For further information, please visit the investor relations section of the Company's website: www.investor.aligntech.com.

Q1 Fiscal 2010 Business Outlook

For the first quarter of fiscal 2010 (Q1 10), Align Technology expects net revenues to be in a range of $85 million to $88 million. GAAP earnings per diluted share for Q1 10 is expected to be in a range of $0.11 to $0.13. Non-GAAP earnings per diluted share for Q1 10 is expected to be in the range of $0.12 to $0.14. Stock-based compensation expense for Q1 10 is expected to be approximately $4.4 million.

A more comprehensive business outlook is available following the financial tables of this release.

Align Web Cast and Conference Call

Align Technology will host a conference call today, January 27, 2010 at 4:30 p.m. ET, 1:30 p.m. PT, to review its fourth quarter and fiscal year 2009 results, discuss future operating trends and business outlook. The conference call will also be web cast live via the Internet. To access the web cast, go to the "Events & Presentations" section under Company Information on Align Technology's Investor Relations web site at http://investor.aligntech.com. To access the conference call, please dial 201-689-8341 approximately fifteen minutes prior to the start of the call. If you are unable to listen to the call, an archived web cast will be available beginning approximately one hour after the call's conclusion and will remain available for approximately 12 months. Additionally, a telephonic replay of the call can be accessed by dialing 877-660-6853 with account number 292 followed by # and conference number 341731 followed by #. The replay must be accessed from international locations by dialing 201-612-7415 and using the same account and conference numbers referenced above.

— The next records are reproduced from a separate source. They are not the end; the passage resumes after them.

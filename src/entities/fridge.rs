//! Fridge entity - A physical refrigerator holding inventory items.

use sea_orm::entity::prelude::*;
use serde::{Deserialize, Serialize};

/// Fridge database model
#[derive(Clone, Debug, PartialEq, Eq, DeriveEntityModel, Serialize, Deserialize)]
#[sea_orm(table_name = "fridges")]
pub struct Model {
    /// Unique identifier for the fridge
    #[sea_orm(primary_key)]
    pub id: i64,
    /// Human-readable name (e.g. "Kitchen", "Garage")
    pub name: String,
    /// Optional free-text location
    pub location: Option<String>,
    /// ID of the owning user
    pub owner_id: i64,
    /// When the fridge was registered
    pub created_at: DateTimeUtc,
}

/// Defines relationships between Fridge and other entities
#[derive(Copy, Clone, Debug, EnumIter, DeriveRelation)]
pub enum Relation {
    /// Each fridge belongs to one user
    #[sea_orm(
        belongs_to = "super::user::Entity",
        from = "Column::OwnerId",
        to = "super::user::Column::Id"
    )]
    Owner,
    /// One fridge holds many inventory items
    #[sea_orm(has_many = "super::inventory_item::Entity")]
    InventoryItems,
}

impl Related<super::user::Entity> for Entity {
    fn to() -> RelationDef {
        Relation::Owner.def()
    }
}

impl Related<super::inventory_item::Entity> for Entity {
    fn to() -> RelationDef {
        Relation::InventoryItems.def()
    }
}

impl ActiveModelBehavior for ActiveModel {}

The telephonic replay will be available through 5:30 p.m. ET on February 10, 2010.

About Align Technology, Inc.

Align Technology designs, manufactures and markets Invisalign, a proprietary method for treating malocclusion, or the misalignment of teeth. Invisalign corrects malocclusion using a series of clear, nearly invisible, removable appliances that gently move teeth to a desired final position. Because it does not rely on the use of metal or ceramic brackets and wires, Invisalign significantly reduces the aesthetic and other limitations associated with braces. Invisalign is appropriate for treating adults and teens. Align Technology was founded in March 1997 and received FDA clearance to market Invisalign in 1998. Today, the Invisalign product family includes Invisalign, Invisalign Teen, Invisalign Assist, Invisalign Express, and Vivera Retainers.

To learn more about Invisalign or to find an Invisalign trained doctor in your area, please visit www.invisalign.com or call 1-800-INVISIBLE.

About non-GAAP Financial Measures

To supplement our consolidated financial statements and our business outlook, we use the following non-GAAP financial measures: non-GAAP operating expenses, non-GAAP profit from operations, non-GAAP net profit, and non-GAAP earnings per share, which exclude, as applicable, litigation settlement costs and royalties associated with the settlement with Ormco, impact of releasing the tax valuation allowance, the effect of charges associated with restructurings, and the related tax effect. The presentation of this financial information is not intended to be considered in isolation or as a substitute for, or superior to, the financial information prepared and presented in accordance with GAAP. For more information on these non-GAAP financial measures, please see the tables captioned "Business Outlook Summary" included at the end of this release.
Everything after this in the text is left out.